Task details
Below are the records; copy each line in which "from" occurs.

=-=-=-=-=

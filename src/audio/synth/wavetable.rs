use super::Synth;
use crate::audio::filter::LowPass;
use crate::audio::instrument::param;
use crate::audio::oscillator::Phase;
use crate::audio::{InstrumentSettings, Wave};

const TABLE_SIZE: usize = 2048;
const HARMONICS: usize = 32;

/// Single-cycle table built additively, read with linear interpolation.
#[derive(Debug, Clone)]
pub struct Wavetable {
    sample_rate: f32,
    shape: Wave,
    table: Vec<f32>,
    phase: Phase,
    filter: LowPass,
    cutoff: f32,
    resonance: f32,
}

impl Wavetable {
    pub fn new(settings: &InstrumentSettings, sample_rate: f32) -> Self {
        let shape = settings.table.unwrap_or(Wave::Saw);
        let mut synth = Self {
            sample_rate,
            shape,
            table: build_table(shape),
            phase: Phase::default(),
            filter: LowPass::new(sample_rate, 8000.0, 0.707),
            cutoff: 8000.0,
            resonance: 0.707,
        };
        synth.update_settings(settings);
        synth
    }

    fn read(&self, phase: f32) -> f32 {
        let pos = phase * TABLE_SIZE as f32;
        let i = (pos as usize).min(TABLE_SIZE - 1);
        let frac = pos - i as f32;
        let a = self.table[i];
        let b = self.table[(i + 1) % TABLE_SIZE];
        a + (b - a) * frac
    }
}

fn build_table(shape: Wave) -> Vec<f32> {
    // Band-limited sum of sines; harmonic n gets amplitude `amp(n)`.
    let amp = |n: usize| -> f32 {
        let n_f = n as f32;
        match shape {
            Wave::Sine => {
                if n == 1 {
                    1.0
                } else {
                    0.0
                }
            }
            Wave::Saw => 1.0 / n_f,
            Wave::Square => {
                if n % 2 == 1 {
                    1.0 / n_f
                } else {
                    0.0
                }
            }
            Wave::Triangle => {
                if n % 2 == 1 {
                    let sign = if (n / 2) % 2 == 0 { 1.0 } else { -1.0 };
                    sign / (n_f * n_f)
                } else {
                    0.0
                }
            }
        }
    };
    let mut table: Vec<f32> = (0..TABLE_SIZE)
        .map(|i| {
            let x = std::f32::consts::TAU * i as f32 / TABLE_SIZE as f32;
            (1..=HARMONICS).map(|n| amp(n) * (n as f32 * x).sin()).sum()
        })
        .collect();
    let peak = table.iter().fold(0.0f32, |m, s| m.max(s.abs()));
    if peak > 0.0 {
        table.iter_mut().for_each(|s| *s /= peak);
    }
    table
}

impl Synth for Wavetable {
    fn note_on(&mut self, _freq: f32) {}

    fn next_sample(&mut self, freq: f32, cutoff_scale: f32) -> f32 {
        let phase = self.phase.advance(freq, self.sample_rate);
        let raw = self.read(phase);
        self.filter.set(self.cutoff * cutoff_scale, self.resonance);
        self.filter.process(raw)
    }

    fn update_settings(&mut self, settings: &InstrumentSettings) {
        let shape = settings.table.unwrap_or(Wave::Saw);
        if shape != self.shape {
            self.shape = shape;
            self.table = build_table(shape);
        }
        self.cutoff = param(settings.cutoff, 8000.0, 20.0, 20_000.0);
        self.resonance = param(settings.resonance, 0.707, 0.1, 20.0);
    }
}

#[cfg(test)]
mod tests {
    use super::*;

    #[test]
    fn tables_are_normalized() {
        for shape in [Wave::Sine, Wave::Saw, Wave::Square, Wave::Triangle] {
            let table = build_table(shape);
            assert_eq!(table.len(), TABLE_SIZE);
            let peak = table.iter().fold(0.0f32, |m, s| m.max(s.abs()));
            assert!((peak - 1.0).abs() < 1e-4, "{shape:?} peak {peak}");
        }
    }

    #[test]
    fn interpolates_between_entries() {
        let synth = Wavetable::new(
            &InstrumentSettings {
                table: Some(Wave::Sine),
                ..Default::default()
            },
            44100.0,
        );
        let between = synth.read(0.5 / TABLE_SIZE as f32);
        let expected = (synth.table[0] + synth.table[1]) / 2.0;
        assert!((between - expected).abs() < 1e-6);
    }

    #[test]
    fn changing_table_rebuilds() {
        let mut synth = Wavetable::new(&InstrumentSettings::default(), 44100.0);
        let saw = synth.table.clone();
        synth.update_settings(&InstrumentSettings {
            table: Some(Wave::Square),
            ..Default::default()
        });
        assert_ne!(saw, synth.table);
    }
}
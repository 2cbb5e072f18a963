mod pattern;
mod scheduler;
mod transport;

pub use pattern::{DEFAULT_METER, DEFAULT_PITCH, DEFAULT_VELOCITY, PatternNode, flatten};
pub use scheduler::{ScheduleWindow, ScheduledNote, Scheduler, ViewMode};
pub use transport::{MAX_BPM, MIN_BPM, Transport, TransportState};
use thiserror::Error;

#[derive(Debug, Error)]
pub enum EngineError {
    #[error("no output device available")]
    NoDevice,
    #[error("could not query the default output config: {0}")]
    DefaultConfig(#[from] cpal::DefaultStreamConfigError),
    #[error("unsupported sample format {0}")]
    UnsupportedFormat(cpal::SampleFormat),
    #[error("could not build the output stream: {0}")]
    BuildStream(#[from] cpal::BuildStreamError),
    #[error("could not start the output stream: {0}")]
    PlayStream(#[from] cpal::PlayStreamError),
    #[error("engine command queue is full")]
    QueueFull,
}

/// Failures reading or writing RON files (projects and engine configs).
#[derive(Debug, Error)]
pub enum ProjectError {
    #[error(transparent)]
    Io(#[from] std::io::Error),
    #[error("parse error: {0}")]
    Parse(#[from] ron::error::SpannedError),
    #[error("serialize error: {0}")]
    Serialize(#[from] ron::Error),
}
use super::envelope::{Adsr, AdsrOverride, AmpEnvelope, EnvelopeStage};
use super::synth::{Synth, SynthEngine};
use super::{InstrumentSettings, InstrumentType, midi_to_freq};

/// Seconds a replaced voice's last sample takes to fade out.
const HANDOVER_FADE: f32 = 0.010;

/// Blends a frozen sample into the live signal.
#[derive(Debug, Clone, Copy)]
struct Crossfade {
    from: f32,
    position: u32,
    length: u32,
}

impl Crossfade {
    fn new(from: f32, seconds: f32, sample_rate: f32) -> Self {
        Self {
            from,
            position: 0,
            length: ((seconds * sample_rate) as u32).max(1),
        }
    }

    fn mix(&mut self, fresh: f32) -> (f32, bool) {
        let t = self.position as f32 / self.length as f32;
        self.position += 1;
        (self.from * (1.0 - t) + fresh * t, self.position >= self.length)
    }
}

/// One sounding instrument: a synth, its amplitude envelope and the
/// retrigger crossfade. There is one voice per engine track id.
#[derive(Debug, Clone)]
pub struct Voice {
    kind: InstrumentType,
    sample_rate: f32,
    synth: SynthEngine,
    envelope: AmpEnvelope,
    adsr: Adsr,
    tune: f32,
    velocity: f32,
    pitch: u8,
    freq: f32,
    active: bool,
    was_active: bool,
    crossfade: Option<Crossfade>,
    last_output: f32,
    /// Semitones from pitch automation.
    pitch_offset: f32,
    cutoff_scale: f32,
}

impl Voice {
    pub fn new(
        kind: InstrumentType,
        settings: &InstrumentSettings,
        sample_rate: f32,
        seed: u64,
    ) -> Self {
        let adsr = settings.adsr(kind);
        let hold = if kind.is_percussive() {
            None
        } else {
            settings.hold()
        };
        let pitch = 60;
        let tune = settings.tune();
        Self {
            kind,
            sample_rate,
            synth: SynthEngine::new(kind, settings, sample_rate, seed),
            envelope: AmpEnvelope::new(adsr, kind.is_percussive(), hold, sample_rate),
            adsr,
            tune,
            velocity: 0.0,
            pitch,
            freq: midi_to_freq(pitch as f32 + tune),
            active: false,
            was_active: false,
            crossfade: None,
            last_output: 0.0,
            pitch_offset: 0.0,
            cutoff_scale: 1.0,
        }
    }

    /// Builds the voice that takes over from `previous` after an instrument
    /// type change, fading the old voice's last sample out.
    pub fn replacing(
        previous: &Voice,
        kind: InstrumentType,
        settings: &InstrumentSettings,
        seed: u64,
    ) -> Self {
        let mut voice = Self::new(kind, settings, previous.sample_rate, seed);
        if previous.active && previous.last_output != 0.0 {
            voice.crossfade = Some(Crossfade::new(
                previous.last_output,
                HANDOVER_FADE,
                voice.sample_rate,
            ));
            voice.active = true;
            voice.last_output = previous.last_output;
        }
        voice
    }

    pub fn kind(&self) -> InstrumentType {
        self.kind
    }

    pub fn pitch(&self) -> u8 {
        self.pitch
    }

    pub fn is_active(&self) -> bool {
        self.active
    }

    /// True when the most recent trigger landed on a voice that was still sounding.
    pub fn was_active(&self) -> bool {
        self.was_active
    }

    pub fn stage(&self) -> EnvelopeStage {
        self.envelope.stage()
    }

    pub fn last_output(&self) -> f32 {
        self.last_output
    }

    pub fn trigger(&mut self, velocity: f32, pitch: u8, adsr: Option<&AdsrOverride>) {
        if velocity <= 0.0 {
            self.release();
            return;
        }
        self.was_active = self.active;
        if self.active {
            self.crossfade = Some(Crossfade::new(
                self.last_output,
                self.kind.retrigger_crossfade(),
                self.sample_rate,
            ));
        }
        self.velocity = velocity.min(1.0);
        self.pitch = pitch;
        self.update_freq();
        self.envelope.set_adsr(match adsr {
            Some(over) => self.adsr.with_override(over),
            None => self.adsr,
        });
        self.synth.note_on(self.freq);
        self.envelope.gate_on();
        self.active = true;
    }

    pub fn release(&mut self) {
        self.envelope.gate_off();
    }

    /// Cuts the voice off over the retrigger crossfade time.
    pub fn choke(&mut self) {
        self.envelope.fade_out(self.kind.retrigger_crossfade());
    }

    pub fn update_settings(&mut self, settings: &InstrumentSettings) {
        self.adsr = settings.adsr(self.kind);
        self.envelope.set_adsr(self.adsr);
        if !self.kind.is_percussive() {
            self.envelope.set_hold(settings.hold());
        }
        self.tune = settings.tune();
        self.update_freq();
        self.synth.update_settings(settings);
    }

    /// Applies pitch (semitones) and filter (cutoff multiplier) automation.
    pub fn set_modulation(&mut self, pitch_offset: f32, cutoff_scale: f32) {
        let pitch_offset = if pitch_offset.is_finite() {
            pitch_offset.clamp(-48.0, 48.0)
        } else {
            0.0
        };
        self.cutoff_scale = if cutoff_scale.is_finite() {
            cutoff_scale.clamp(0.0, 16.0)
        } else {
            1.0
        };
        if pitch_offset != self.pitch_offset {
            self.pitch_offset = pitch_offset;
            self.update_freq();
        }
    }

    pub fn process(&mut self) -> f32 {
        if !self.active {
            return 0.0;
        }
        let level = self.envelope.next_level();
        let raw = self.synth.next_sample(self.freq, self.cutoff_scale);
        let mut out = raw * level * self.velocity;
        if let Some(fade) = &mut self.crossfade {
            let (mixed, done) = fade.mix(out);
            out = mixed;
            if done {
                self.crossfade = None;
            }
        }
        if !out.is_finite() {
            out = 0.0;
        }
        self.last_output = out;
        if self.envelope.is_idle() && self.crossfade.is_none() {
            self.active = false;
            self.was_active = false;
            self.last_output = 0.0;
        }
        out
    }

    fn update_freq(&mut self) {
        self.freq = midi_to_freq(self.pitch as f32 + self.tune + self.pitch_offset);
    }
}
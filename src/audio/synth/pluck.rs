use super::Synth;
use crate::audio::instrument::param;
use crate::audio::oscillator::Noise;
use crate::audio::InstrumentSettings;

/// Lowest pitch the preallocated delay line can hold, Hz.
const MIN_FREQ: f32 = 20.0;
/// Pitch bend range of a ringing string, as a rate relative to the plucked
/// note.
const MIN_RATE: f32 = 0.25;
const MAX_RATE: f32 = 4.0;

/// Karplus-Strong string. The delay line is allocated once; a trigger only
/// refills the active part with filtered noise.
#[derive(Debug, Clone)]
pub struct Pluck {
    sample_rate: f32,
    line: Vec<f32>,
    len: usize,
    pos: usize,
    /// Frequency the string was plucked at. Playing at another frequency
    /// walks the loop faster or slower.
    base_freq: f32,
    /// Fractional read position between `pos` and the next slot.
    frac: f32,
    noise: Noise,
    feedback: f32,
    /// Weight of the next sample in the loop's averaging filter.
    blend: f32,
    brightness: f32,
}

impl Pluck {
    pub fn new(settings: &InstrumentSettings, sample_rate: f32, seed: u64) -> Self {
        let capacity = ((sample_rate / MIN_FREQ).ceil() as usize).max(2);
        let mut pluck = Self {
            sample_rate,
            line: vec![0.0; capacity],
            len: 0,
            pos: 0,
            base_freq: 0.0,
            frac: 0.0,
            noise: Noise::new(seed),
            feedback: 0.99,
            blend: 0.2,
            brightness: 0.8,
        };
        pluck.update_settings(settings);
        pluck
    }

    fn excite(&mut self, freq: f32) {
        let period = if freq.is_finite() && freq > 0.0 {
            (self.sample_rate / freq).round() as usize
        } else {
            self.line.len()
        };
        self.len = period.clamp(2, self.line.len());
        self.pos = 0;
        self.frac = 0.0;
        self.base_freq = self.sample_rate / self.len as f32;
        let mut smoothed = 0.0;
        for slot in &mut self.line[..self.len] {
            smoothed += self.brightness * (self.noise.next() - smoothed);
            *slot = smoothed;
        }
    }
}

impl Pluck {
    /// Moves the loop one slot through its averaging filter.
    fn step(&mut self) {
        let current = self.line[self.pos];
        let next = self.line[(self.pos + 1) % self.len];
        self.line[self.pos] = self.feedback * (current * (1.0 - self.blend) + next * self.blend);
        self.pos = (self.pos + 1) % self.len;
    }
}

impl Synth for Pluck {
    fn note_on(&mut self, freq: f32) {
        self.excite(freq);
    }

    fn next_sample(&mut self, freq: f32, _cutoff_scale: f32) -> f32 {
        if self.len < 2 {
            return 0.0;
        }
        let rate = if freq.is_finite() && freq > 0.0 {
            (freq / self.base_freq).clamp(MIN_RATE, MAX_RATE)
        } else {
            1.0
        };
        let current = self.line[self.pos];
        let next = self.line[(self.pos + 1) % self.len];
        let out = current + (next - current) * self.frac;
        self.frac += rate;
        while self.frac >= 1.0 {
            self.step();
            self.frac -= 1.0;
        }
        out
    }

    fn update_settings(&mut self, settings: &InstrumentSettings) {
        let damping = param(settings.damping, 0.3, 0.0, 1.0);
        self.feedback = 0.999 - 0.04 * damping;
        self.blend = 0.1 + 0.4 * damping;
        self.brightness = 1.0 - 0.8 * damping;
    }
}

#[cfg(test)]
mod tests {
    use super::*;

    const SR: f32 = 44100.0;

    fn energy(pluck: &mut Pluck, n: usize) -> f32 {
        (0..n).map(|_| pluck.next_sample(0.0, 1.0).powi(2)).sum()
    }

    #[test]
    fn silent_until_plucked() {
        let mut pluck = Pluck::new(&InstrumentSettings::default(), SR, 3);
        assert_eq!(pluck.next_sample(440.0, 1.0), 0.0);
    }

    #[test]
    fn string_decays() {
        let mut pluck = Pluck::new(&InstrumentSettings::default(), SR, 3);
        pluck.note_on(220.0);
        let early = energy(&mut pluck, 4410);
        energy(&mut pluck, 44100);
        let late = energy(&mut pluck, 4410);
        assert!(late < early * 0.5);
    }

    #[test]
    fn period_matches_pitch_and_fits_buffer() {
        let mut pluck = Pluck::new(&InstrumentSettings::default(), SR, 3);
        pluck.note_on(441.0);
        assert_eq!(pluck.len, 100);
        pluck.note_on(1.0);
        assert_eq!(pluck.len, pluck.line.len());
        let capacity = pluck.line.len();
        pluck.note_on(10_000.0);
        assert_eq!(pluck.line.len(), capacity);
    }

    #[test]
    fn bent_pitch_walks_the_loop_faster() {
        let mut pluck = Pluck::new(&InstrumentSettings::default(), SR, 3);
        pluck.note_on(441.0);
        for _ in 0..50 {
            pluck.next_sample(441.0, 1.0);
        }
        assert_eq!(pluck.pos, 50);

        pluck.note_on(441.0);
        for _ in 0..50 {
            pluck.next_sample(882.0, 1.0);
        }
        // An octave up covers the whole 100-slot loop in 50 samples.
        assert_eq!(pluck.pos, 0);
        assert_eq!(pluck.frac, 0.0);
    }

    #[test]
    fn heavy_damping_dies_faster() {
        let decay_ratio = |damping: f32| {
            let mut pluck = Pluck::new(
                &InstrumentSettings {
                    damping: Some(damping),
                    ..Default::default()
                },
                SR,
                3,
            );
            pluck.note_on(220.0);
            let early = energy(&mut pluck, 4410);
            energy(&mut pluck, 8820);
            energy(&mut pluck, 4410) / early.max(1e-12)
        };
        assert!(decay_ratio(1.0) < decay_ratio(0.0));
    }
}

=-=-=-=-=

Solution to this problem
    DefaultConfig(#[from] cpal::DefaultStreamConfigError),
    BuildStream(#[from] cpal::BuildStreamError),
    PlayStream(#[from] cpal::PlayStreamError),
    Io(#[from] std::io::Error),
    Parse(#[from] ron::error::SpannedError),
    Serialize(#[from] ron::Error),
    from: f32,
    fn new(from: f32, seconds: f32, sample_rate: f32) -> Self {
            from,
        (self.from * (1.0 - t) + fresh * t, self.position >= self.length)
    /// Semitones from pitch automation.
    /// Builds the voice that takes over from `previous` after an instrument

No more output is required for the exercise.